Pour chaque type de réseau le dimensionnement doit, lors de la phase de construction, rechercher le compromis raisonnable entre coût et risque d'encombrement. Lors de la phase d'exploitation, chaque type de protocole comporte une réponse à l'encombrement : traitement des « tickets d'échec » et filtrage de certains appels dans le cas du réseau téléphonique ; délai de réémission dans le cas de la commutation de paquets et du réseau local. 

Lors de la conception d'un nouveau protocole, des études statistiques et des simulations sont nécessaires pour vérifier s'il est utilisable et définir ses paramètres. Pour procéder aux ultimes réglages il faut l'expérimenter sur un réseau pilote, puis en vraie grandeur.

Tant que ces études et réglages n'ont pas été faits, tant que le coût des composants n'a pas été évalué, rien ne garantit que le protocole puisse fonctionner dans des conditions économiques acceptables. C'est pourquoi tout protocole nouveau rencontre, de la part des exploitants, un scepticisme qui ne peut céder que devant la démonstration et surtout devant l'expérimentation. Aucun protocole ne pourra donc naître s'il n'est pas soutenu par une équipe de pionniers qui, par l'intuition autant que par le raisonnement, se sont construit une anticipation favorable de ses performances.

L’enchaînement des protocoles

La même communication devra souvent enchaîner plusieurs protocoles différents. C’est le cas par exemple d’un ordinateur raccordé à un réseau local et qui consulte un serveur Web : il faut enchaîner Ethernet et TCP/IP. Cela nécessite une passerelle (gateway) capable non seulement de lire l’étiquette de la trame pour la faire sortir du réseau local, mais aussi de reconstruire le message pour l’émettre vers l'Internet selon le protocole TCP/IP et inversement dans l’autre sens.

Sur le WAN de l’entreprise (Wide Area Network), qui relie les établissements aux serveurs informatiques centraux, une cascade de protocoles s’enchaîne à travers des passerelles qui « pédalent » activement lors de chaque communication : Ethernet sur le réseaux local ; IP sur le réseau de raccordement ; X25 ou Frame Relay[3] sur le backbone intermédiaire ; ATM[4] sur la boucle du backbone central.

TCP/IP et Ethernet


[1] Les premiers modems avaient été mis au point à la fin des années 50 pour le système de défense aérienne des Etats-Unis.
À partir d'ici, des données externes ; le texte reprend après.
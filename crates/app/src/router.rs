use std::sync::Arc;

use axum::{
    body::Body,
    extract::State,
    http::{header, StatusCode},
    response::{IntoResponse, Response},
    routing::get,
    Router,
};
use chrono::Utc;
use metrics_exporter_prometheus::PrometheusHandle;
use staffbook_storage::Database;
use tracing::warn;

use crate::coordinator::Clock;
use crate::records::EmployeeRecordStore;
use crate::{api, telemetry};

#[derive(Clone)]
pub struct AppState {
    metrics: PrometheusHandle,
    storage: Database,
    records: EmployeeRecordStore,
}

impl AppState {
    pub fn new(metrics: PrometheusHandle, storage: Database) -> Self {
        let clock: Clock = Arc::new(Utc::now);
        let records = EmployeeRecordStore::new(storage.clone(), clock);
        Self {
            metrics,
            storage,
            records,
        }
    }

    #[cfg(test)]
    pub fn with_clock(mut self, clock: Clock) -> Self {
        self.records = EmployeeRecordStore::new(self.storage.clone(), clock);
        self
    }

    pub fn metrics(&self) -> &PrometheusHandle {
        &self.metrics
    }

    pub fn storage(&self) -> &Database {
        &self.storage
    }

    pub fn records(&self) -> &EmployeeRecordStore {
        &self.records
    }
}

pub fn app_router(state: AppState) -> Router {
    Router::new()
        .route("/healthz", get(healthz))
        .route("/metrics", get(metrics))
        .route(
            "/api/employees",
            get(api::list_employees).post(api::create_employee),
        )
        .route(
            "/api/employees/:id",
            get(api::get_employee)
                .put(api::update_employee)
                .delete(api::delete_employee),
        )
        .route(
            "/api/employees/:id/department-history",
            get(api::list_department_history),
        )
        .route("/api/departments", get(api::list_departments))
        .with_state(state)
}

async fn healthz(State(state): State<AppState>) -> StatusCode {
    match sqlx::query("SELECT 1").execute(state.storage().pool()).await {
        Ok(_) => StatusCode::OK,
        Err(err) => {
            warn!(stage = "app", error = %err, "health check could not reach database");
            StatusCode::SERVICE_UNAVAILABLE
        }
    }
}

async fn metrics(State(state): State<AppState>) -> impl IntoResponse {
    let body = telemetry::render_metrics(state.metrics());
    Response::builder()
        .status(StatusCode::OK)
        .header(header::CONTENT_TYPE, "text/plain; version=0.0.4")
        .body(Body::from(body))
        .unwrap_or_else(|_| StatusCode::INTERNAL_SERVER_ERROR.into_response())
}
Le premier modem commercialisé apparaît en 1962 : c’est le Bell 103 d’AT&T, qui permet de transmettre 300 bit/s.

[2] Les protocoles pouvaient comporter d’autres fonctions : découpage des paquets en trames pour la transmission, et recomposition des paquets dans chaque commutateur avant réexpédition ; vérification de l’intégrité du paquet à chaque étape, avec réexpédition éventuelle ; etc.

[3] Frame Relay est une version allégée de X25 : en simplifiant le protocole et en supprimant des contrôles redondants, elle fait gagner un ordre de grandeur en vitesse de commutation.

[4] Le protocole ATM (« Asynchronous Transfer Mode », 1989), conçu pour les réseaux numériques multiservices, est utilisé aujourd’hui dans les backbones à haut débit. Voir le portrait de Jean-Pierre Coudreuse, son inventeur.